Source data
--------------------------------

use br_index::BrIndex;
use criterion::{black_box, criterion_group, criterion_main, BenchmarkId, Criterion};

fn generate_text(size: usize) -> Vec<u8> {
    let words = [
        "the ", "quick ", "brown ", "fox ", "jumps ", "over ", "lazy ", "dog ",
        "alice ", "bob ", "server ", "request ", "response ", "error ", "data ",
        "cache ", "index ", "search ", "query ", "result ",
    ];
    let mut text = Vec::with_capacity(size);
    let mut i = 0;
    while text.len() < size {
        let word = words[i % words.len()].as_bytes();
        text.extend_from_slice(word);
        // Occasional edit so the text is repetitive but not periodic.
        if i % 97 == 0 {
            text.push(b'#');
        }
        i += 1;
    }
    text.truncate(size);
    text
}

fn bench_build_index(c: &mut Criterion) {
    let mut group = c.benchmark_group("build_index");

    for size in [1_000, 10_000, 50_000] {
        let text = generate_text(size);
        group.bench_with_input(BenchmarkId::new("bytes", size), &text, |b, text| {
            b.iter(|| BrIndex::<br_index::EliasFano, br_index::RleString>::build(black_box(text)))
        });
    }
    group.finish();
}

fn bench_count(c: &mut Criterion) {
    let text = generate_text(100_000);
    let index: BrIndex = BrIndex::build(&text).unwrap();

    let mut group = c.benchmark_group("count");

    for pattern in ["fox", "the quick", "server request response"] {
        group.bench_with_input(BenchmarkId::new("pattern", pattern), pattern.as_bytes(), |b, pat| {
            b.iter(|| index.count_pattern(black_box(pat)))
        });
    }
    group.finish();
}

fn bench_extension(c: &mut Criterion) {
    let text = generate_text(100_000);
    let index: BrIndex = BrIndex::build(&text).unwrap();

    c.bench_function("extend_left", |b| {
        b.iter(|| {
            let mut search = index.search();
            for &ch in b"request".iter().rev() {
                search.left_extension(black_box(ch));
            }
            black_box(search.count())
        })
    });

    c.bench_function("extend_from_middle", |b| {
        b.iter(|| {
            let mut search = index.search();
            search.left_extension(b'q');
            for &ch in b"uest" {
                search.right_extension(black_box(ch));
            }
            for &ch in b"re".iter().rev() {
                search.left_extension(black_box(ch));
            }
            black_box(search.count())
        })
    });
}

fn bench_locate(c: &mut Criterion) {
    let text = generate_text(100_000);
    let index: BrIndex = BrIndex::build(&text).unwrap();

    c.bench_function("locate_all_fox", |b| {
        b.iter(|| {
            let positions = index.locate_pattern(black_box(b"fox"));
            black_box(positions.len())
        })
    });

    c.bench_function("locate_iter_first_10", |b| {
        let mut search = index.search();
        for &ch in b"the" {
            search.right_extension(ch);
        }
        b.iter(|| {
            let positions: Vec<_> = search.occurrences().take(10).collect();
            black_box(positions)
        })
    });
}

criterion_group!(benches, bench_build_index, bench_count, bench_extension, bench_locate);
criterion_main!(benches);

--------------------------------

Your answer should consist of each line of the data above in which the word "BenchmarkId" occurs.

use criterion::{black_box, criterion_group, criterion_main, BenchmarkId, Criterion};
        group.bench_with_input(BenchmarkId::new("bytes", size), &text, |b, text| {
        group.bench_with_input(BenchmarkId::new("pattern", pattern), pattern.as_bytes(), |b, pat| {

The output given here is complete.